● What the task requires: Copy every line from the records below that carries the word "false".

*** Excerpted records ***

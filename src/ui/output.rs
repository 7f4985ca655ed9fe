//! ui::output
//!
//! Output formatting and display.
//!
//! # Design
//!
//! Output is formatted consistently and respects the quiet flag. Errors
//! are always shown. Styling is dropped automatically when the stream is
//! not a terminal.

use std::fmt::Display;

use console::style;

/// Output verbosity level.
#[derive(Debug, Clone, Copy, PartialEq, Eq)]
pub enum Verbosity {
    /// Quiet mode - minimal output
    Quiet,
    /// Normal mode - standard output
    Normal,
    /// Debug mode - verbose output
    Debug,
}

impl Verbosity {
    /// Create verbosity from flags.
    pub fn from_flags(quiet: bool, debug: bool) -> Self {
        if quiet {
            Verbosity::Quiet
        } else if debug {
            Verbosity::Debug
        } else {
            Verbosity::Normal
        }
    }

    /// Log filter directive matching this verbosity.
    pub fn log_filter(&self) -> &'static str {
        match self {
            Verbosity::Quiet => "error",
            Verbosity::Normal => "warn",
            Verbosity::Debug => "debug",
        }
    }
}

/// Print a message (respects quiet mode).
pub fn print(message: impl Display, verbosity: Verbosity) {
    if verbosity != Verbosity::Quiet {
        println!("{}", message);
    }
}

/// Print an error message (always shown).
pub fn error(message: impl Display) {
    eprintln!("{} {}", style("error:").red().bold(), message);
}

/// Print a warning message (respects quiet mode).
pub fn warn(message: impl Display, verbosity: Verbosity) {
    if verbosity != Verbosity::Quiet {
        eprintln!("{} {}", style("warning:").yellow().bold(), message);
    }
}

/// Print a success message (respects quiet mode).
pub fn success(message: impl Display, verbosity: Verbosity) {
    if verbosity != Verbosity::Quiet {
        println!("{} {}", style("✓").green().bold(), message);
    }
}

/// Print a key-value pair (respects quiet mode).
pub fn kv(key: &str, value: impl Display, verbosity: Verbosity) {
    if verbosity != Verbosity::Quiet {
        println!("  {:<12} {}", style(format!("{}:", key)).dim(), value);
    }
}

/// Format a list of items.
pub fn format_list<T: Display>(items: &[T], prefix: &str) -> String {
    items
        .iter()
        .map(|item| format!("{}{}", prefix, item))
        .collect::<Vec<_>>()
        .join("\n")
}

#[cfg(test)]
mod tests {
    use super::*;

    #[test]
    fn quiet_wins_over_debug() {
        assert_eq!(Verbosity::from_flags(true, true), Verbosity::Quiet);
        assert_eq!(Verbosity::from_flags(false, true), Verbosity::Debug);
        assert_eq!(Verbosity::from_flags(false, false), Verbosity::Normal);
    }

    #[test]
    fn log_filters() {
        assert_eq!(Verbosity::Quiet.log_filter(), "error");
        assert_eq!(Verbosity::Debug.log_filter(), "debug");
    }

    #[test]
    fn list_formatting() {
        assert_eq!(format_list(&["a", "b"], "  - "), "  - a\n  - b");
        assert_eq!(format_list::<&str>(&[], "- "), "");
    }
}
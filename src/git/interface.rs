//! git::interface
//!
//! Git interface implementation using git2.

use std::path::{Path, PathBuf};

use thiserror::Error;

/// Errors from Git operations.
#[derive(Debug, Error)]
pub enum GitError {
    /// Not inside a Git repository.
    #[error("not a git repository: {path}")]
    NotARepo {
        /// The path that was searched
        path: PathBuf,
    },

    /// Repository is bare (no working directory).
    #[error("bare repository not supported")]
    BareRepo,

    /// Creating a repository failed.
    #[error("failed to initialize git repository at {path}: {message}")]
    InitFailed {
        /// Where the repository was to be created
        path: PathBuf,
        /// Message from libgit2
        message: String,
    },
}

/// Handle to a non-bare Git repository.
pub struct Git {
    repo: git2::Repository,
}

impl std::fmt::Debug for Git {
    fn fmt(&self, f: &mut std::fmt::Formatter<'_>) -> std::fmt::Result {
        f.debug_struct("Git")
            .field("git_dir", &self.repo.path())
            .finish()
    }
}

impl Git {
    /// Open the repository whose working directory is exactly `path`.
    ///
    /// Unlike discovery, a parent repository does not count: a project
    /// created inside another checkout still gets its own repository.
    pub fn open(path: &Path) -> Result<Self, GitError> {
        let repo = git2::Repository::open(path).map_err(|_| GitError::NotARepo {
            path: path.to_path_buf(),
        })?;

        if repo.is_bare() {
            return Err(GitError::BareRepo);
        }

        Ok(Self { repo })
    }

    /// Whether `path` is the root of a repository.
    pub fn is_repo(path: &Path) -> bool {
        Self::open(path).is_ok()
    }

    /// Create a new repository at `path`.
    pub fn init(path: &Path) -> Result<Self, GitError> {
        let repo = git2::Repository::init(path).map_err(|e| GitError::InitFailed {
            path: path.to_path_buf(),
            message: e.message().to_string(),
        })?;
        tracing::debug!("initialized git repository at {}", path.display());
        Ok(Self { repo })
    }
}
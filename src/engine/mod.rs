//! engine
//!
//! Orchestrates project-scoped operations.
//!
//! # Lifecycle
//!
//! Every project-scoped command follows the same flow:
//!
//! ```text
//! CheckRoot -> [DetectStaleness] -> InvokeToolchain -> Report
//! ```
//!
//! 1. **CheckRoot**: load the project descriptor from the working directory
//!    and require that the directory's base name is the recorded project
//!    name. Nothing is touched when this fails.
//! 2. **DetectStaleness**: for `build` and `run`, compare sources against
//!    the build output.
//! 3. **InvokeToolchain**: spawn the external tool through a
//!    [`ProcessRunner`] and turn a non-zero exit into
//!    [`EngineError::ToolFailed`].
//!
//! Reporting is left to the command handlers.
//!
//! # Invariants
//!
//! - The descriptor is loaded once into a [`Session`] and passed explicitly
//! - A failed compile is never followed by an execute
//! - Tools are never retried

use std::fs;
use std::io;
use std::path::PathBuf;

use crate::core::config::Config;
use crate::core::paths::{ProjectPaths, DESCRIPTOR_FILE};
use crate::core::project::{Dependency, ProjectDescriptor, ProjectError};
use crate::core::staleness::{self, StalenessError, StalenessReport};
use crate::toolchain::{ProcessRunner, Tool, ToolArgs, ToolCommand, Toolchain, ToolchainError};
use crate::ui::output::Verbosity;

/// Execution context for commands.
///
/// Contains global settings derived from CLI flags that affect command behavior.
#[derive(Debug, Clone, Default)]
pub struct Context {
    /// Working directory override.
    pub cwd: Option<PathBuf>,
    /// Debug logging enabled.
    pub debug: bool,
    /// Quiet mode (minimal output).
    pub quiet: bool,
}

impl Context {
    /// The directory commands act on: `--cwd` or the process working directory.
    pub fn working_dir(&self) -> Result<PathBuf, EngineError> {
        let dir = match &self.cwd {
            Some(dir) => dir.clone(),
            None => std::env::current_dir().map_err(EngineError::CurrentDir)?,
        };
        Ok(dir.canonicalize().unwrap_or(dir))
    }

    /// Output verbosity from the quiet and debug flags.
    pub fn verbosity(&self) -> Verbosity {
        Verbosity::from_flags(self.quiet, self.debug)
    }
}

/// Errors from engine operations.
#[derive(Debug, thiserror::Error)]
pub enum EngineError {
    /// No descriptor in the working directory.
    #[error("not in a project root: no {} in {}", DESCRIPTOR_FILE, .dir.display())]
    NoProject { dir: PathBuf },

    /// Descriptor found but the directory name does not match.
    #[error("not in project root: directory is '{found}' but the project is '{expected}'")]
    NotProjectRoot { expected: String, found: String },

    /// The working directory could not be determined.
    #[error("cannot determine current directory: {0}")]
    CurrentDir(io::Error),

    /// Descriptor could not be loaded.
    #[error(transparent)]
    Project(#[from] ProjectError),

    /// Staleness check failed.
    #[error("staleness check failed: {0}")]
    Staleness(#[from] StalenessError),

    /// Toolchain could not be invoked.
    #[error(transparent)]
    Toolchain(#[from] ToolchainError),

    /// The external tool exited unsuccessfully.
    #[error("{tool} failed ({})", exit_description(.code))]
    ToolFailed { tool: Tool, code: Option<i32> },

    /// Filesystem error while preparing or cleaning outputs.
    #[error("failed to update '{}': {source}", .path.display())]
    Io { path: PathBuf, source: io::Error },
}

fn exit_description(code: &Option<i32>) -> String {
    match code {
        Some(code) => format!("exit code {}", code),
        None => "terminated by signal".to_string(),
    }
}

impl EngineError {
    /// Whether this is a precondition failure (nothing was attempted).
    pub fn is_precondition(&self) -> bool {
        matches!(
            self,
            EngineError::NoProject { .. } | EngineError::NotProjectRoot { .. }
        )
    }
}

/// A loaded, root-checked project.
#[derive(Debug, Clone)]
pub struct Session {
    /// Project locations.
    pub paths: ProjectPaths,
    /// The descriptor, read once.
    pub project: ProjectDescriptor,
    /// External tools.
    pub toolchain: Toolchain,
}

impl Session {
    /// Whether JavaFX flags apply: requested on the command line or
    /// recorded as a dependency.
    pub fn wants_fx(&self, args: &ToolArgs) -> bool {
        args.fx || self.project.requires(Dependency::JavaFx)
    }
}
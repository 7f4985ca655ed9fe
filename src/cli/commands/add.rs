//! add command - Require a dependency in module-info.java

use std::fs;

use anyhow::{Context as _, Result};

use crate::core::config::Config;
use crate::core::paths::MODULE_MARKER;
use crate::core::project::Dependency;
use crate::core::scaffold::{self, MarkerUpdate};
use crate::engine::{self, Context};
use crate::ui::output;

/// Add `dependency` to the module marker and record it in the descriptor.
///
/// Only `javafx` (and its aliases) is known; anything else is reported as
/// an unsupported dependency. If the descriptor cannot be written, the
/// module marker is put back as it was.
pub fn add(ctx: &Context, config: &Config, dependency: &str) -> Result<()> {
    let verbosity = ctx.verbosity();
    let mut session = engine::open_project(ctx, config)?;
    let dep: Dependency = dependency.parse()?;

    let marker_path = session.paths.module_marker();
    let original = fs::read_to_string(&marker_path)
        .with_context(|| format!("failed to read {}", MODULE_MARKER))?;

    let marker = scaffold::add_requirement(&session.paths, dep)
        .with_context(|| format!("failed to update {}", MODULE_MARKER))?;
    let recorded = session.project.add_requirement(dep);
    if recorded {
        if let Err(err) = session.project.write(&session.paths) {
            if marker == MarkerUpdate::Added {
                if let Err(restore) = scaffold::write_file(&marker_path, &original) {
                    tracing::warn!("failed to restore {}: {}", MODULE_MARKER, restore);
                }
            }
            return Err(anyhow::Error::new(err).context("failed to write project descriptor"));
        }
    }

    match (marker, recorded) {
        (MarkerUpdate::AlreadyPresent, false) => {
            output::print(format!("{} is already a dependency", dep), verbosity)
        }
        _ => {
            output::success(format!("Added {} to {}", dep, MODULE_MARKER), verbosity);
            output::kv("modules", dep.modules().join(", "), verbosity);
        }
    }
    Ok(())
}
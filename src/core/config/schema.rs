//! core::config::schema
//!
//! User configuration schema.
//!
//! # Validation
//!
//! Config values are validated after parsing: default package and driver
//! must be valid Java names and tool programs cannot be empty.

use serde::{Deserialize, Serialize};

use super::ConfigError;
use crate::core::types::{DriverName, PackageName};

/// User configuration.
///
/// # Example
///
/// ```toml
/// default_package = "com.acme"
/// default_driver = "Main"
/// git = true
///
/// [toolchain]
/// javac = "/opt/jdk-21/bin/javac"
/// java = "/opt/jdk-21/bin/java"
/// fx_path = "/opt/javafx-sdk-21/lib"
/// ```
#[derive(Debug, Clone, Default, Serialize, Deserialize, PartialEq)]
#[serde(default, deny_unknown_fields)]
pub struct UserConfig {
    /// Package used by `new` when `-n` is not given
    pub default_package: Option<String>,

    /// Driver used by `new` when `-d` is not given
    pub default_driver: Option<String>,

    /// Whether `new` and `init` create a git repository
    pub git: Option<bool>,

    /// External tool overrides
    pub toolchain: Option<ToolchainConfig>,
}

impl UserConfig {
    /// Validate the configuration values.
    ///
    /// # Errors
    ///
    /// Returns `ConfigError::InvalidValue` if any value is invalid.
    pub fn validate(&self) -> Result<(), ConfigError> {
        if let Some(package) = &self.default_package {
            PackageName::new(package.as_str())
                .map_err(|e| ConfigError::InvalidValue(format!("default_package: {}", e)))?;
        }

        if let Some(driver) = &self.default_driver {
            DriverName::new(driver.as_str())
                .map_err(|e| ConfigError::InvalidValue(format!("default_driver: {}", e)))?;
        }

        if let Some(toolchain) = &self.toolchain {
            toolchain.validate()?;
        }

        Ok(())
    }
}

/// External tool programs.
#[derive(Debug, Clone, Default, Serialize, Deserialize, PartialEq)]
#[serde(default, deny_unknown_fields)]
pub struct ToolchainConfig {
    /// Compiler program
    pub javac: Option<String>,

    /// Runtime program
    pub java: Option<String>,

    /// Documentation generator program
    pub javadoc: Option<String>,

    /// JavaFX module path used when `PATH_TO_FX` is unset
    pub fx_path: Option<String>,
}

impl ToolchainConfig {
    fn validate(&self) -> Result<(), ConfigError> {
        for (key, value) in [
            ("javac", &self.javac),
            ("java", &self.java),
            ("javadoc", &self.javadoc),
            ("fx_path", &self.fx_path),
        ] {
            if matches!(value, Some(v) if v.trim().is_empty()) {
                return Err(ConfigError::InvalidValue(format!(
                    "toolchain.{} cannot be empty",
                    key
                )));
            }
        }
        Ok(())
    }
}
use std::time::Duration;

pub const API_BASE_URL: &str = "https://sandbox.oizom.com/v1";
pub const API_REQUEST_TIMEOUT: Duration = Duration::from_secs(60);

pub const RATE_LIMIT_RETRY_DELAY: Duration = Duration::from_secs(5);
pub const MAX_FETCH_ATTEMPTS: u32 = 3;

pub const JSON_OUTPUT_FILENAME: &str = "all_sensor_data.json";
pub const CSV_OUTPUT_FILENAME: &str = "all_sensor_data.csv";
mod argsets;
mod command;
mod constants;
mod data_mgmt;
mod interfaces;

use anyhow::{anyhow, Result};
use dotenv::dotenv;
use env_logger::Env;

const CMD_FETCH_JSON: &str = "fetch-json";
const CMD_FETCH_CSV: &str = "fetch-csv";

const LOG_LEVEL_ENV_VAR: &str = "LOGGING_LEVEL";
const DEFAULT_LOG_LEVEL: &str = "INFO";

fn main() -> Result<()> {
    let _ = dotenv();
    env_logger::Builder::from_env(Env::default().filter_or(LOG_LEVEL_ENV_VAR, DEFAULT_LOG_LEVEL))
        .init();

    let mut args = pico_args::Arguments::from_env();
    match args.subcommand()?.as_deref() {
        Some(CMD_FETCH_JSON) => command::fetch_json(argsets::FetchArgs {
            output: args.opt_free_from_str()?,
        }),
        Some(CMD_FETCH_CSV) => command::fetch_csv(argsets::FetchArgs {
            output: args.opt_free_from_str()?,
        }),
        _ => Err(anyhow!(
            "Subcommand must be one of 'fetch-json', 'fetch-csv'"
        )),
    }
}
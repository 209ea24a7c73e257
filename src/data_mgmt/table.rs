use std::collections::BTreeSet;
use std::path::Path;

use serde_json::Value;

use super::OutputError;

const DEVICE_ID_COLUMN: &str = "device_id";

/// Tabular accumulator for the CSV output variant.
///
/// One row per device whose `current` fetch succeeded, in fetch order. The
/// columns are the union of the payloads' top-level keys, sorted, with the
/// device identifier prepended; the header row is always written.
#[derive(Debug, Default)]
pub struct CurrentTable {
    rows: Vec<(String, Value)>,
}

impl CurrentTable {
    pub fn new() -> Self {
        Self::default()
    }

    pub fn append(&mut self, device_id: &str, payload: Value) {
        self.rows.push((device_id.to_string(), payload));
    }

    pub fn row_count(&self) -> usize {
        self.rows.len()
    }

    pub fn write_csv(&self, path: &Path) -> Result<(), OutputError> {
        let mut writer = csv::Writer::from_path(path)?;
        let columns = self.columns();

        let mut header = Vec::with_capacity(columns.len() + 1);
        header.push(DEVICE_ID_COLUMN.to_string());
        header.extend(columns.iter().cloned());
        writer.write_record(&header)?;

        for (device_id, payload) in &self.rows {
            let mut record = Vec::with_capacity(columns.len() + 1);
            record.push(device_id.clone());
            for column in &columns {
                record.push(cell_value(payload.get(column)));
            }
            writer.write_record(&record)?;
        }

        writer.flush()?;
        Ok(())
    }

    fn columns(&self) -> Vec<String> {
        let mut keys = BTreeSet::new();
        for (_, payload) in &self.rows {
            if let Some(object) = payload.as_object() {
                keys.extend(object.keys().cloned());
            }
        }
        keys.into_iter().collect()
    }
}

/// Scalars are rendered bare; nested structures as compact JSON.
fn cell_value(value: Option<&Value>) -> String {
    match value {
        None | Some(Value::Null) => String::new(),
        Some(Value::String(s)) => s.clone(),
        Some(other) => other.to_string(),
    }
}
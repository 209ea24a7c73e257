use std::path::PathBuf;

use anyhow::Result;

use crate::argsets::FetchArgs;
use crate::constants::{defaults, devices};
use crate::data_mgmt::models::ReadingKind;
use crate::data_mgmt::table::CurrentTable;
use crate::interfaces::oizom_api::{api_base_url, ApiClient, Credentials};

pub fn fetch_csv(args: FetchArgs) -> Result<()> {
    let base_url = api_base_url();
    let credentials = Credentials::from_env()?;
    let client = ApiClient::authenticate(&base_url, &credentials)?;

    let mut table = CurrentTable::new();
    for device_id in devices::SENSOR_DEVICE_IDS {
        if let Some(payload) = client.fetch_reading(device_id, ReadingKind::Current) {
            table.append(device_id, payload);
        }
    }
    log::info!(
        "Obtained current readings for {} of {} sensors",
        table.row_count(),
        devices::SENSOR_DEVICE_IDS.len()
    );

    let path = args
        .output
        .unwrap_or_else(|| PathBuf::from(defaults::CSV_OUTPUT_FILENAME));
    table.write_csv(&path)?;
    log::info!("Combined data for all sensors saved to {}", path.display());

    Ok(())
}
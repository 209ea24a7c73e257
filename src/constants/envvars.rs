// The two historical fetch scripts disagreed on the casing of the credential
// variables; both spellings are accepted, lowercase taking precedence.
pub const CLIENT_ID: &str = "clientid";
pub const CLIENT_ID_ALT: &str = "CLIENTID";
pub const CLIENT_SECRET: &str = "client_secret";
pub const CLIENT_SECRET_ALT: &str = "CLIENT_SECRET";

pub const API_BASE_URL: &str = "OIZOM_API_BASE_URL";
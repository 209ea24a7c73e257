/// The kinds of readings exposed by the data API.
///
/// Each kind maps to its own URL path segment; the `current` endpoint uses
/// the abbreviated `cur` segment.
#[derive(Clone, Copy, Debug, PartialEq, Eq)]
pub enum ReadingKind {
    Current,
    Daily,
    Hourly,
}

impl ReadingKind {
    pub const ALL: [ReadingKind; 3] = [
        ReadingKind::Current,
        ReadingKind::Daily,
        ReadingKind::Hourly,
    ];

    pub fn label(&self) -> &'static str {
        match self {
            ReadingKind::Current => "current",
            ReadingKind::Daily => "daily",
            ReadingKind::Hourly => "hourly",
        }
    }

    pub fn path_segment(&self) -> &'static str {
        match self {
            ReadingKind::Current => "cur",
            ReadingKind::Daily => "daily",
            ReadingKind::Hourly => "hourly",
        }
    }
}
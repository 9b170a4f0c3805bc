//! FBcc: branch on FPU condition.
//!
//! The predicate is the low six bits of the opcode. The displacement
//! follows as a word or a long and is relative to the displacement itself,
//! so after fetching it the jump is `disp - 2` or `disp - 4` from PC.

use log::trace;

use crate::bus::FpuBus;
use crate::cpu::Cpu68040;
use crate::error::FpuError;
use crate::flags::FpCondition;

impl Cpu68040 {
    pub(crate) fn exec_fbcc16<B: FpuBus>(&mut self, bus: &mut B) -> Result<(), FpuError> {
        let condition = self.fp_condition()?;
        let disp = i32::from(self.fetch_imm_16(bus) as i16);
        self.fbcc(bus, condition, disp - 2);
        Ok(())
    }

    pub(crate) fn exec_fbcc32<B: FpuBus>(&mut self, bus: &mut B) -> Result<(), FpuError> {
        let condition = self.fp_condition()?;
        let disp = self.fetch_imm_32(bus) as i32;
        self.fbcc(bus, condition, disp.wrapping_sub(4));
        Ok(())
    }

    fn fp_condition(&self) -> Result<FpCondition, FpuError> {
        let code = self.ea_field();
        FpCondition::decode(code).ok_or(FpuError::UnhandledCondition {
            condition: code,
            pc: self.instr_start_pc,
        })
    }

    fn fbcc<B: FpuBus>(&mut self, bus: &mut B, condition: FpCondition, offset: i32) {
        if condition.evaluate(self.fpu.fpsr) {
            bus.auto_disable_trace();
            self.regs.pc = self.regs.pc.wrapping_add_signed(offset);
            trace!("FB{condition:?} taken to {:08X}", self.regs.pc);
        }
        self.use_cycles(self.costs().fbcc);
    }
}
//! Motorola 68040 floating-point instruction unit.
//!
//! This crate executes the FPU subset of the 68040 instruction set on top of
//! a host-supplied CPU state and memory bus: general arithmetic (FMOVE,
//! FSQRT, FABS, FNEG, FDIV, FADD, FMUL, FSUB, FCMP, FTST), FMOVE to memory,
//! control register moves, FMOVEM, FBcc and the FSAVE/FRESTORE stubs.
//!
//! The host's opcode table calls [`Cpu68040::fpu_op0`] for `$F2xx` opcodes
//! and [`Cpu68040::fpu_op1`] for `$F3xx` opcodes. Both return an
//! [`FpuError`] instead of executing anything for encodings the unit does
//! not implement; the host decides whether that becomes an F-line trap or
//! a hard stop.
//!
//! # Precision
//!
//! FP registers hold IEEE-754 doubles. The 96-bit extended format is only
//! moved as a truncated image (the first 64 bits carry the double pattern),
//! and packed decimal is not supported at all.
//!
//! # Usage
//!
//! ```
//! use motorola_68040_fpu::{Cpu68040, SimpleBus};
//!
//! let mut cpu = Cpu68040::new();
//! let mut bus = SimpleBus::new();
//!
//! // FADD.X FP1,FP0
//! bus.load_words(0x1000, &[0xF200, 0x0422]);
//! cpu.regs.pc = 0x1000;
//! cpu.fpu.fp[0] = 2.0.into();
//! cpu.fpu.fp[1] = 3.0.into();
//!
//! cpu.fetch_opcode(&mut bus);
//! cpu.fpu_op0(&mut bus).unwrap();
//! assert_eq!(cpu.fpu.fp[0].to_f64(), 5.0);
//! ```

pub mod addressing;
mod arith;
mod branches;
pub mod bus;
mod control;
pub mod cpu;
pub mod decode;
mod ea;
pub mod error;
mod execute;
pub mod flags;
pub mod format;
mod movem;
pub mod observable;
pub mod registers;
pub mod timing;

pub use addressing::{Access, AddrMode, Size};
pub use bus::{FpuBus, SimpleBus};
pub use cpu::Cpu68040;
pub use decode::{ControlReg, FpuOp, Opmode, Source};
pub use error::{ErrorKind, FpuError};
pub use flags::{FPCC_MASK, FpCondition, Fpcc, I, N, NAN, Z};
pub use format::{DataFormat, OperandFormat};
pub use observable::{Observable, Value};
pub use registers::{FpReg, FpuRegisters, Registers};
pub use timing::CycleCosts;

*** End of Excerpted records ***

● Exercise response:
        assert_eq!(Verbosity::from_flags(false, true), Verbosity::Debug);
        assert_eq!(Verbosity::from_flags(false, false), Verbosity::Normal);
        (MarkerUpdate::AlreadyPresent, false) => {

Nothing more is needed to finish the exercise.